Thanks to the helpful feedback of our users we have learned that the original idea of emulating the k8s control plane is not the experience you're looking for.

The kraud k8s control plane is not fully compatible with the k8s ecosystem, and will always lack behind k8s upstream. With the availability of real k8s as app, we have decided to completely stop working on kubectl compatibility for the kraud control plane. kubectl may function for a while until we completely remove the api.

We will instead further enhance docker compose compat. For example just recently we introduced the ability to use overlay networks, which k8s does not support.

Going forward there are 4 ways to use kraud:

  1. launch or publish a complete app on the marketplace
  2. launch k8s from the marketplace and work with the k8s ecosystem
  3. launch your own app on managed docker compose clusters with kra
  4. launch a bare linux VM and use legacy tooling

as always we love your feedback and wish you an efficient computing experience.

NFS is production ready | LV2 will have lower guarantees

This year we introduced NFS for highly available file volumes and LV2 for very fast local block storage.

NFS is worry-free, just use NFS

NFS is sufficiently complete that its the second service to be marked production ready in the product specification and the first to come with a money back guarantee. It is fully single-zone redundant with active/passive failover and automatic snapshots. This is the default storage everyone should be using. It offers complete worry free file storage that works with most docker containers out of the box. NFS is also accessible via webdav and S3. This allows easy collaboration on file based workloads.

Later this year we're planning to make snapshots explicitly controlled by users, so that you can instantly rollback yourself instead of asking customer support to do it.

LV2 requires special attention

Some customers prefer "virtual disks" instead of file storage. The primary advantage is that they're generally faster for single process workloads. There are several different ways to implement "virtual disks". If a competitor does not tell you which technology they use, it is very likely what we call LV1, that is locally redundant (RAID) storage directly attached to the host. In case of a host failure, the volume becomes unavailable and the associated pod will not be rescheduled.

With LV2 we tried to approach similar high availability and guarantees to our HA system, but ultimately the two worlds are just too dissimilar, and customers have much lower expectations. Instead we are reducing high availability of LV2 for the benefit of much quicker launch times. Users may choose to either restore from cold storage with a Recovery Point Objective of 1 Hour, or wait for manual recovery of the host (usually within a business day).

If you look out there you may notice that services like AWS EBS or Hetzners CEPH volumes offer much lower RPO than krauds LV2. This is because they're network volumes, not directly attached. These products are very unpopular, so we currently do not offer them. The primary disadvantage is that network storage has a significant latency penalty, at which point you might just use NFS.

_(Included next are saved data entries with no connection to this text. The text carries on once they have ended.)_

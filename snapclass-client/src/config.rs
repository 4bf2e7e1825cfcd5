//! Client configuration

/// Configuration for connecting to the shop backend
///
/// # Environment variables
///
/// | Variable | Default | Purpose |
/// |----------|---------|---------|
/// | SHOP_API_URL | https://api.snapclass.app | Backend base URL |
/// | REQUEST_TIMEOUT_MS | 30000 | Request timeout (milliseconds) |
#[derive(Debug, Clone)]
pub struct ClientConfig {
    /// Backend base URL (e.g. "https://api.snapclass.app")
    pub base_url: String,

    /// Bearer token for authenticated endpoints
    pub token: Option<String>,

    /// Request timeout in milliseconds
    pub timeout_ms: u64,
}

impl ClientConfig {
    pub fn new(base_url: impl Into<String>) -> Self {
        Self {
            base_url: base_url.into(),
            token: None,
            timeout_ms: 30_000,
        }
    }

    /// Load configuration from environment variables, with defaults
    pub fn from_env() -> Self {
        let base_url =
            std::env::var("SHOP_API_URL").unwrap_or_else(|_| "https://api.snapclass.app".into());
        let timeout_ms = std::env::var("REQUEST_TIMEOUT_MS")
            .ok()
            .and_then(|v| v.parse().ok())
            .unwrap_or(30_000);
        Self {
            base_url,
            token: None,
            timeout_ms,
        }
    }

    /// Set the bearer token
    pub fn with_token(mut self, token: impl Into<String>) -> Self {
        self.token = Some(token.into());
        self
    }

    /// Set the request timeout in milliseconds
    pub fn with_timeout_ms(mut self, timeout_ms: u64) -> Self {
        self.timeout_ms = timeout_ms;
        self
    }
}
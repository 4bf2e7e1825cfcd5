//! Order snapshot models
//!
//! An [`OrderSnapshot`] is frozen once at payment-intent request time and
//! never mutated afterwards; a retried submission reuses the same
//! snapshot and order number.

use super::cart::CartEntry;
use super::catalog::ItemKind;
use serde::{Deserialize, Serialize};

/// Frozen copy of one cart line at submission time
#[derive(Debug, Clone, Serialize, Deserialize, PartialEq)]
pub struct OrderLine {
    pub item_id: String,
    pub kind: ItemKind,
    pub display_name: String,
    pub media_reference: String,
    pub quantity: u32,
    /// Price in cents at add-time
    pub unit_price: i64,
    #[serde(skip_serializing_if = "Option::is_none")]
    pub bound_photo_id: Option<String>,
}

impl From<&CartEntry> for OrderLine {
    fn from(entry: &CartEntry) -> Self {
        Self {
            item_id: entry.item_id.clone(),
            kind: entry.kind,
            display_name: entry.display_name.clone(),
            media_reference: entry.media_reference.clone(),
            quantity: entry.quantity,
            unit_price: entry.unit_price,
            bound_photo_id: entry.bound_photo.as_ref().map(|p| p.photo_id.clone()),
        }
    }
}

/// Immutable order snapshot, one per checkout attempt
#[derive(Debug, Clone, Serialize, Deserialize, PartialEq)]
pub struct OrderSnapshot {
    /// Client-generated display identifier; the server-assigned order id
    /// is the authoritative one
    pub order_number: String,
    pub line_items: Vec<OrderLine>,
    /// Subtotal in cents
    pub subtotal: i64,
    /// Tax in cents
    pub tax: i64,
    /// Total in cents (what gets charged)
    pub total: i64,
    /// Creation timestamp (Unix millis)
    pub created_at: i64,
}

impl OrderSnapshot {
    /// Line items that are digital photo licenses
    ///
    /// Used after a successful payment to drive the "download your
    /// photos" prompt.
    pub fn digital_lines(&self) -> Vec<OrderLine> {
        self.line_items
            .iter()
            .filter(|l| l.kind == ItemKind::DigitalPhoto)
            .cloned()
            .collect()
    }
}
//! snapclass-cart - Cart and order-composition engine
//!
//! Single source of truth for the shopping cart plus the checkout
//! session that bridges it to the order backend and the hosted payment
//! sheet. Cart mutations are synchronous against in-memory state with
//! fire-and-forget durable writes; network work happens only inside the
//! checkout session.

pub mod checkout;
pub mod pricing;
pub mod store;

pub use checkout::{
    BuyerIdentity, CheckoutError, CheckoutSession, CompletedCheckout, OrderApi, PaymentGateway,
    PaymentOutcome,
};
pub use pricing::CartTotals;
pub use store::{CartError, CartStore, CartStorage, StorageError};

However, if you would like to see zero RPO block volumes at kraud, let us know!

get ready to move your pods to Berlin


Earlier this year we semi-announced the intention to move to a new datacenter location. Kraud is on a mission to build carbon negative infrastructure, and the current datacenter provider misrepresented the origin of their elecricity in a way that does not align with our values.

The new location is 3U Telecom in Berlin. 3U Holding, the parent company of 3U Telecom is heavily invested in renewable energy, and we hope to have found a partner that shares our vision.

We also picked new network partners, , Core-Backbone, and BCIX, significantly increasing the connection quality of the new site.

We spent half a year building out the new site with an entirely new storage architecture based on ZFS. The old site had extremly poor IOPS and frequent total cluster freezes due to bugs in ceph. We can now offer LV2 storage with half a million IOPS, and automatic instant snapshots. A huge shift away from thinking first about compute to thinking first about storage.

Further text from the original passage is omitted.